First, motivation matters. Implementation intentions work best for people who already want to do the behavior and are getting stuck on follow-through. If your user doesn't want to do the thing, BCT 1.4 alone won't fix it; you need to combine it with motivation-focused components (BCTs in cluster 9, like pros and cons) or reflective work. This is consistent with the recent 2026 Coach factorial, where motivation enhancement was the lead ingredient for smoking cessation specifically, with planning as a secondary.
Second, a 2025 study by Ahmadyar and colleagues on weight management strategies (N=200, DOI 10.2196/65260) found that implementation intentions beat plain tips only for people with poorer planning skills. For skilled planners, tips were slightly better. The implication for product is that BCT 1.4 should probably be adaptively offered, not shoved into every onboarding flow. Users who already plan well don't need your if-then scaffolding; users who don't, desperately do.
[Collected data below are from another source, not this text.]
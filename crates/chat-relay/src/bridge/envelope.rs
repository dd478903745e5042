//! Canonical message envelope and its backbone framing.
//!
//! Wire shape of an envelope (also what members receive):
//!
//! ```json
//! {"room_id":"r1","user_id":"u1","device_id":"d1","text":"hi","timestamp":1718000000000}
//! ```
//!
//! On the backbone the envelope travels inside a [`BackboneFrame`] that adds
//! the id of the originating relay instance.

use crate::errors::BackboneError;
use common::types::{DeviceId, RoomId, UserId};
use serde::{Deserialize, Serialize};

/// One chat message, immutable once built.
#[derive(Debug, Clone, PartialEq, Eq, Serialize, Deserialize)]
pub struct MessageEnvelope {
    room_id: RoomId,
    user_id: UserId,
    device_id: DeviceId,
    text: String,
    /// Milliseconds since the Unix epoch, assigned by the relay.
    timestamp: i64,
}

impl MessageEnvelope {
    #[must_use]
    pub fn new(
        room_id: RoomId,
        user_id: UserId,
        device_id: DeviceId,
        text: String,
        timestamp: i64,
    ) -> Self {
        Self {
            room_id,
            user_id,
            device_id,
            text,
            timestamp,
        }
    }

    /// Tag an inbound frame with its sender and the current time.
    #[must_use]
    pub fn stamped_now(room_id: RoomId, user_id: UserId, device_id: DeviceId, text: String) -> Self {
        Self::new(
            room_id,
            user_id,
            device_id,
            text,
            chrono::Utc::now().timestamp_millis(),
        )
    }

    #[must_use]
    pub fn room_id(&self) -> &RoomId {
        &self.room_id
    }

    #[must_use]
    pub fn user_id(&self) -> &UserId {
        &self.user_id
    }

    #[must_use]
    pub fn device_id(&self) -> &DeviceId {
        &self.device_id
    }

    #[must_use]
    pub fn text(&self) -> &str {
        &self.text
    }

    #[must_use]
    pub fn timestamp(&self) -> i64 {
        self.timestamp
    }

    /// JSON text sent to members.
    ///
    /// # Errors
    ///
    /// `BackboneError::Codec` if serialization fails.
    pub fn to_json(&self) -> Result<String, BackboneError> {
        serde_json::to_string(self).map_err(|e| BackboneError::Codec(e.to_string()))
    }
}

/// Envelope plus the relay instance that published it.
#[derive(Debug, Clone, PartialEq, Eq, Serialize, Deserialize)]
pub struct BackboneFrame {
    pub origin: String,
    pub envelope: MessageEnvelope,
}

impl BackboneFrame {
    /// # Errors
    ///
    /// `BackboneError::Codec` if serialization fails.
    pub fn encode(&self) -> Result<Vec<u8>, BackboneError> {
        serde_json::to_vec(self).map_err(|e| BackboneError::Codec(e.to_string()))
    }

    /// # Errors
    ///
    /// `BackboneError::Codec` for anything that is not a well-formed frame.
    pub fn decode(bytes: &[u8]) -> Result<Self, BackboneError> {
        serde_json::from_slice(bytes).map_err(|e| BackboneError::Codec(e.to_string()))
    }
}
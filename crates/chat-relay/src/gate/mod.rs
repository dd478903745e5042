//! Admission control.
//!
//! [`AccessGate`] turns a bearer token and a room id into an [`Admission`]
//! or an [`AdmissionError`]. It runs strictly in order, authenticate then
//! authorize, and allocates nothing connection-related; the caller creates
//! the connection only after `admit` succeeds.
//!
//! - [`jwt`] - HS256 user-token decoder
//! - [`membership`] - Redis-backed membership directory

pub mod jwt;
pub mod membership;

pub use jwt::JwtTokenDecoder;
pub use membership::RedisMembershipDirectory;

use crate::errors::AdmissionError;
use async_trait::async_trait;
use common::types::{DeviceId, RoomId, UserId};
use std::sync::Arc;
use thiserror::Error;
use tracing::{debug, instrument};

/// Authenticated caller.
#[derive(Debug, Clone, PartialEq, Eq)]
pub struct Identity {
    pub user_id: UserId,
    pub device_id: DeviceId,
}

/// Token rejected. Deliberately carries no detail.
#[derive(Debug, Clone, Copy, Error, PartialEq, Eq)]
#[error("Invalid or expired token")]
pub struct AuthError;

#[derive(Debug, Clone, Error, PartialEq, Eq)]
pub enum LookupError {
    #[error("Room not found")]
    RoomNotFound,

    #[error("Membership lookup failed: {0}")]
    Backend(String),
}

/// Decodes a bearer token into an identity.
#[async_trait]
pub trait TokenDecoder: Send + Sync {
    async fn decode_token(&self, token: &str) -> Result<Identity, AuthError>;
}

/// Answers whether a user belongs to a room.
#[async_trait]
pub trait MembershipDirectory: Send + Sync {
    /// # Errors
    ///
    /// `LookupError::RoomNotFound` if the room does not exist,
    /// `LookupError::Backend` if the lookup itself failed.
    async fn is_member(&self, room_id: &RoomId, user_id: &UserId) -> Result<bool, LookupError>;
}

/// An admitted request: who, and into which room.
#[derive(Debug, Clone, PartialEq, Eq)]
pub struct Admission {
    pub identity: Identity,
    pub room_id: RoomId,
}

#[derive(Clone)]
pub struct AccessGate {
    decoder: Arc<dyn TokenDecoder>,
    directory: Arc<dyn MembershipDirectory>,
}

impl AccessGate {
    pub fn new(decoder: Arc<dyn TokenDecoder>, directory: Arc<dyn MembershipDirectory>) -> Self {
        Self { decoder, directory }
    }

    /// # Errors
    ///
    /// `AdmissionError::Unauthorized` for a missing or rejected token.
    pub async fn authenticate(&self, token: Option<&str>) -> Result<Identity, AdmissionError> {
        let token = token
            .map(str::trim)
            .filter(|t| !t.is_empty())
            .ok_or(AdmissionError::Unauthorized)?;

        self.decoder.decode_token(token).await.map_err(|_| {
            debug!(target: "relay.gate", "Token rejected");
            AdmissionError::Unauthorized
        })
    }

    /// # Errors
    ///
    /// `Forbidden` if not a member, `NotFound` if the room does not exist,
    /// `Internal` if the lookup failed.
    pub async fn authorize(&self, user_id: &UserId, room_id: &RoomId) -> Result<(), AdmissionError> {
        match self.directory.is_member(room_id, user_id).await {
            Ok(true) => Ok(()),
            Ok(false) => Err(AdmissionError::Forbidden),
            Err(LookupError::RoomNotFound) => Err(AdmissionError::NotFound),
            Err(LookupError::Backend(e)) => Err(AdmissionError::Internal(e)),
        }
    }

    /// Authenticate, then authorize.
    ///
    /// # Errors
    ///
    /// The first failing step's error; authorization is never attempted
    /// for an unauthenticated request.
    #[instrument(skip_all, name = "relay.gate.admit", fields(room_id = %room_id))]
    pub async fn admit(
        &self,
        token: Option<&str>,
        room_id: &RoomId,
    ) -> Result<Admission, AdmissionError> {
        let identity = self.authenticate(token).await?;
        self.authorize(&identity.user_id, room_id).await?;
        debug!(
            target: "relay.gate",
            room_id = %room_id,
            user_id = %identity.user_id,
            "Admitted"
        );
        Ok(Admission {
            identity,
            room_id: room_id.clone(),
        })
    }
}
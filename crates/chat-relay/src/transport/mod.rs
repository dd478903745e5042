//! Transport boundary for one live session.
//!
//! A session is split into an independently owned reader and writer so the
//! connection's inbound and outbound loops can run as separate tasks. Each
//! unit is one opaque text frame; there is no multiplexing.
//!
//! - [`websocket`] - axum WebSocket adapter and the upgrade route

pub mod websocket;

use crate::errors::TransportError;
use async_trait::async_trait;

/// Receiving half of a transport.
#[async_trait]
pub trait FrameReader: Send + 'static {
    /// Read the next text frame.
    ///
    /// Returns `Ok(None)` when the peer closed the session cleanly.
    async fn read_frame(&mut self) -> Result<Option<String>, TransportError>;
}

/// Sending half of a transport.
#[async_trait]
pub trait FrameWriter: Send + 'static {
    /// Write one text frame.
    async fn write_frame(&mut self, frame: &str) -> Result<(), TransportError>;

    /// Close the session. Called once, after the outbound loop stops.
    async fn close(&mut self) -> Result<(), TransportError>;
}
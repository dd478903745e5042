//! axum WebSocket adapter and the `GET /rooms/{room_id}/ws` upgrade route.
//!
//! The bearer token comes from `Authorization: Bearer <jwt>` or, for
//! browsers that cannot set headers on a WebSocket, `?token=<jwt>`. The
//! header wins when both are present.

use super::{FrameReader, FrameWriter};
use crate::errors::TransportError;
use crate::relay::Relay;
use async_trait::async_trait;
use axum::{
    extract::{
        ws::{Message, WebSocket, WebSocketUpgrade},
        Path, Query, State,
    },
    http::{header::AUTHORIZATION, HeaderMap, StatusCode},
    response::{IntoResponse, Response},
};
use common::types::RoomId;
use futures::stream::{SplitSink, SplitStream};
use futures::{SinkExt, StreamExt};
use serde::Deserialize;
use std::sync::Arc;
use tracing::debug;

/// Receiving half of an upgraded socket.
pub struct WsReader {
    stream: SplitStream<WebSocket>,
}

/// Sending half of an upgraded socket.
pub struct WsWriter {
    sink: SplitSink<WebSocket, Message>,
}

/// Split an upgraded socket into frame reader and writer.
#[must_use]
pub fn split(socket: WebSocket) -> (WsReader, WsWriter) {
    let (sink, stream) = socket.split();
    (WsReader { stream }, WsWriter { sink })
}

#[async_trait]
impl FrameReader for WsReader {
    async fn read_frame(&mut self) -> Result<Option<String>, TransportError> {
        while let Some(message) = self.stream.next().await {
            match message {
                Ok(Message::Text(text)) => return Ok(Some(text)),
                Ok(Message::Close(_)) => return Ok(None),
                Ok(Message::Binary(data)) => {
                    debug!(
                        target: "relay.transport.ws",
                        bytes = data.len(),
                        "Ignoring binary frame"
                    );
                }
                // Pings are answered by the WebSocket layer.
                Ok(Message::Ping(_) | Message::Pong(_)) => {}
                Err(e) => return Err(TransportError::Io(e.to_string())),
            }
        }
        Ok(None)
    }
}

#[async_trait]
impl FrameWriter for WsWriter {
    async fn write_frame(&mut self, frame: &str) -> Result<(), TransportError> {
        self.sink
            .send(Message::Text(frame.to_owned()))
            .await
            .map_err(|e| TransportError::Io(e.to_string()))
    }

    async fn close(&mut self) -> Result<(), TransportError> {
        self.sink
            .close()
            .await
            .map_err(|e| TransportError::Io(e.to_string()))
    }
}

#[derive(Debug, Default, Deserialize)]
pub struct ConnectParams {
    token: Option<String>,
}

/// Bearer token from the `Authorization` header, if well formed.
fn bearer_token(headers: &HeaderMap) -> Option<&str> {
    headers
        .get(AUTHORIZATION)
        .and_then(|value| value.to_str().ok())
        .and_then(|value| value.strip_prefix("Bearer "))
}

/// Admit, then upgrade.
///
/// Admission runs before the upgrade is accepted, so a rejected request gets
/// a plain HTTP error and no connection is ever created. An admitted request
/// that is not a WebSocket upgrade gets 426.
pub async fn websocket_handler(
    State(relay): State<Arc<Relay>>,
    Path(room_id): Path<String>,
    Query(params): Query<ConnectParams>,
    headers: HeaderMap,
    upgrade: Option<WebSocketUpgrade>,
) -> Response {
    let room_id = RoomId::from(room_id);
    let token = bearer_token(&headers).or(params.token.as_deref());

    let admission = match relay.admit(token, &room_id).await {
        Ok(admission) => admission,
        Err(e) => return e.into_response(),
    };

    let Some(upgrade) = upgrade else {
        return StatusCode::UPGRADE_REQUIRED.into_response();
    };

    upgrade.on_upgrade(move |socket| async move {
        let (reader, writer) = split(socket);
        relay.serve(admission, reader, writer).await;
    })
}
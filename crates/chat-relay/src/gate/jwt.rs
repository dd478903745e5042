//! HS256 user-token decoder.

use super::{AuthError, Identity, TokenDecoder};
use async_trait::async_trait;
use common::jwt::decode_user_token;
use common::secret::{ExposeSecret, SecretString};
use std::time::Duration;
use tracing::debug;

/// Verifies user tokens signed with a shared HS256 secret.
pub struct JwtTokenDecoder {
    secret: SecretString,
    clock_skew: Duration,
}

impl JwtTokenDecoder {
    #[must_use]
    pub fn new(secret: SecretString, clock_skew: Duration) -> Self {
        Self { secret, clock_skew }
    }
}

#[async_trait]
impl TokenDecoder for JwtTokenDecoder {
    async fn decode_token(&self, token: &str) -> Result<Identity, AuthError> {
        let claims = decode_user_token(
            token,
            self.secret.expose_secret().as_bytes(),
            self.clock_skew,
        )
        .map_err(|e| {
            debug!(target: "relay.gate", reason = ?e, "User token rejected");
            AuthError
        })?;

        if claims.sub.is_empty() || claims.device_id.is_empty() {
            debug!(target: "relay.gate", "User token missing subject or device");
            return Err(AuthError);
        }

        Ok(Identity {
            user_id: claims.user_id(),
            device_id: claims.device_id(),
        })
    }
}
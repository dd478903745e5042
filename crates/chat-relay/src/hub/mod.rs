//! Per-room connection hubs.
//!
//! - [`connection`] - one live session and its two loops
//! - [`room`] - `ConnectionHub`, the member set of one room
//! - [`registry`] - `HubRegistry`, the room to hub map

pub mod connection;
pub mod registry;
pub mod room;

pub use connection::{
    CloseReason, Connection, ConnectionHandle, ConnectionIdentity, ConnectionState, Delivery,
    InboundHandler, DEFAULT_OUTBOUND_QUEUE_CAPACITY,
};
pub use registry::{HubRegistry, RoomLifecycle};
pub use room::{BroadcastReport, ConnectionHub, DuplicatePolicy, RegisterError};
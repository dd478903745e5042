//! Pub/sub backbone abstraction and topic naming.
//!
//! The backbone is treated as an opaque at-most-once transport: a publish
//! that returns `Ok` may still never be delivered, and a subscriber that
//! falls behind may lose messages.

use crate::errors::BackboneError;
use async_trait::async_trait;
use common::types::RoomId;
use std::str::FromStr;
use std::sync::Arc;
use tokio::sync::watch;
use tokio_util::sync::CancellationToken;

/// Receives messages for one subscription.
#[async_trait]
pub trait BackboneHandler: Send + Sync + 'static {
    async fn on_message(&self, topic: &str, payload: Vec<u8>);
}

/// A pub/sub transport shared by every relay instance.
#[async_trait]
pub trait Backbone: Send + Sync + 'static {
    /// Publish `payload` on `topic`.
    ///
    /// # Errors
    ///
    /// `BackboneError::Publish` if the backbone refused or was unreachable.
    async fn publish(&self, topic: &str, payload: Vec<u8>) -> Result<(), BackboneError>;

    /// Start delivering `topic` to `handler` until the returned
    /// [`Subscription`] is cancelled or dropped.
    ///
    /// Not async: subscriptions are opened from room lifecycle callbacks that
    /// run under the registry lock. Implementations spawn their receive task
    /// and return immediately.
    ///
    /// # Errors
    ///
    /// `BackboneError::Subscribe` if the subscription cannot be set up.
    fn subscribe(
        &self,
        topic: &str,
        handler: Arc<dyn BackboneHandler>,
    ) -> Result<Subscription, BackboneError>;

    /// Probe the backbone. Defaults to healthy.
    ///
    /// # Errors
    ///
    /// Returns the probe failure.
    async fn health_check(&self) -> Result<(), BackboneError> {
        Ok(())
    }
}

/// Resolves once a subscription is actually receiving.
#[derive(Debug, Clone)]
pub struct SubscriptionReady(watch::Receiver<bool>);

impl SubscriptionReady {
    /// Already receiving.
    #[must_use]
    pub fn ready() -> Self {
        let (_signal, ready) = watch::channel(true);
        Self(ready)
    }

    /// Not yet receiving; fires when the returned signal is marked.
    #[must_use]
    pub fn pending() -> (ReadySignal, Self) {
        let (signal, ready) = watch::channel(false);
        (ReadySignal(signal), Self(ready))
    }

    #[must_use]
    pub fn is_ready(&self) -> bool {
        *self.0.borrow()
    }

    /// Wait until receiving. False if the subscription ended first.
    pub async fn wait(mut self) -> bool {
        self.0.wait_for(|ready| *ready).await.is_ok()
    }
}

/// Marks a [`SubscriptionReady`]. Dropping it unmarked means the
/// subscription never came up.
#[derive(Debug)]
pub struct ReadySignal(watch::Sender<bool>);

impl ReadySignal {
    pub fn mark(&self) {
        self.0.send_replace(true);
    }
}

/// Live subscription; cancelled on drop.
#[derive(Debug)]
pub struct Subscription {
    topic: String,
    cancel: CancellationToken,
    ready: SubscriptionReady,
}

impl Subscription {
    /// A subscription that is receiving as soon as it is returned.
    #[must_use]
    pub fn new(topic: impl Into<String>, cancel: CancellationToken) -> Self {
        Self {
            topic: topic.into(),
            cancel,
            ready: SubscriptionReady::ready(),
        }
    }

    /// Replace the readiness of a subscription set up in the background.
    #[must_use]
    pub fn with_ready(mut self, ready: SubscriptionReady) -> Self {
        self.ready = ready;
        self
    }

    #[must_use]
    pub fn topic(&self) -> &str {
        &self.topic
    }

    #[must_use]
    pub fn ready(&self) -> SubscriptionReady {
        self.ready.clone()
    }

    pub fn cancel(&self) {
        self.cancel.cancel();
    }

    #[must_use]
    pub fn is_cancelled(&self) -> bool {
        self.cancel.is_cancelled()
    }
}

impl Drop for Subscription {
    fn drop(&mut self) {
        self.cancel.cancel();
    }
}

/// How rooms map to backbone topics.
#[derive(Debug, Clone, Copy, Default, PartialEq, Eq)]
pub enum TopicStrategy {
    /// One topic per room; subscriptions follow room lifecycle.
    #[default]
    PerRoom,
    /// One topic for every room; consumers filter by room id.
    Shared,
}

impl FromStr for TopicStrategy {
    type Err = String;

    fn from_str(s: &str) -> Result<Self, Self::Err> {
        match s.trim().to_ascii_lowercase().as_str() {
            "per-room" | "per_room" => Ok(TopicStrategy::PerRoom),
            "shared" => Ok(TopicStrategy::Shared),
            other => Err(format!("unknown topic strategy '{other}'")),
        }
    }
}

/// Topic names for a strategy and prefix.
///
/// - per-room: `<prefix>:room:<room_id>`
/// - shared: `<prefix>:messages`
#[derive(Debug, Clone, PartialEq, Eq)]
pub struct TopicScheme {
    strategy: TopicStrategy,
    prefix: String,
}

impl TopicScheme {
    #[must_use]
    pub fn new(strategy: TopicStrategy, prefix: impl Into<String>) -> Self {
        Self {
            strategy,
            prefix: prefix.into(),
        }
    }

    #[must_use]
    pub fn strategy(&self) -> TopicStrategy {
        self.strategy
    }

    /// Topic a message for `room_id` is published on.
    #[must_use]
    pub fn topic_for(&self, room_id: &RoomId) -> String {
        match self.strategy {
            TopicStrategy::PerRoom => self.room_topic(room_id),
            TopicStrategy::Shared => self.shared_topic(),
        }
    }

    #[must_use]
    pub fn room_topic(&self, room_id: &RoomId) -> String {
        format!("{}:room:{}", self.prefix, room_id)
    }

    #[must_use]
    pub fn shared_topic(&self) -> String {
        format!("{}:messages", self.prefix)
    }
}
Third, coping planning (BCT 1.2) is often more useful than action planning alone. Plan what you'll do if the cue fires but the behavior can't happen as intended. "If I finish breakfast but I'm running late, then I'll take my pill with me and have it in the car." The literature treats these as separate BCTs for a reason. Most product teams collapse them into a single planning flow and miss the resilience benefit.
Fourth, the plan has a shelf life. Habits shift. The cue you picked in January might not exist in April. A working BCT 1.4 implementation revisits the plan periodically and asks if the cue is still reliable. Nobody ships this. It's a real gap.
A working test
If you want to check whether your app is actually doing BCT 1.4 or pretending, ask a user who's been using the product for three weeks to tell you, in their own words, what the plan is. They should be able to say something like "if I get home from work, then I do my breathing exercise." If they say "I get a reminder at 6pm," you've shipped a reminder. That's a fine thing to have, but it isn't the technique you thought you were applying, and you shouldn't expect the effect sizes the literature attributes to BCT 1.4.
Nothing about this is expensive. The three-step interaction is 90 seconds of UI. The value is that it turns a theoretical active ingredient into a real active ingredient, which is the whole point of using the taxonomy in the first place. Otherwise you're just naming your features after BCTs to sound evidence-based, which is more common in this space than anyone wants to admit.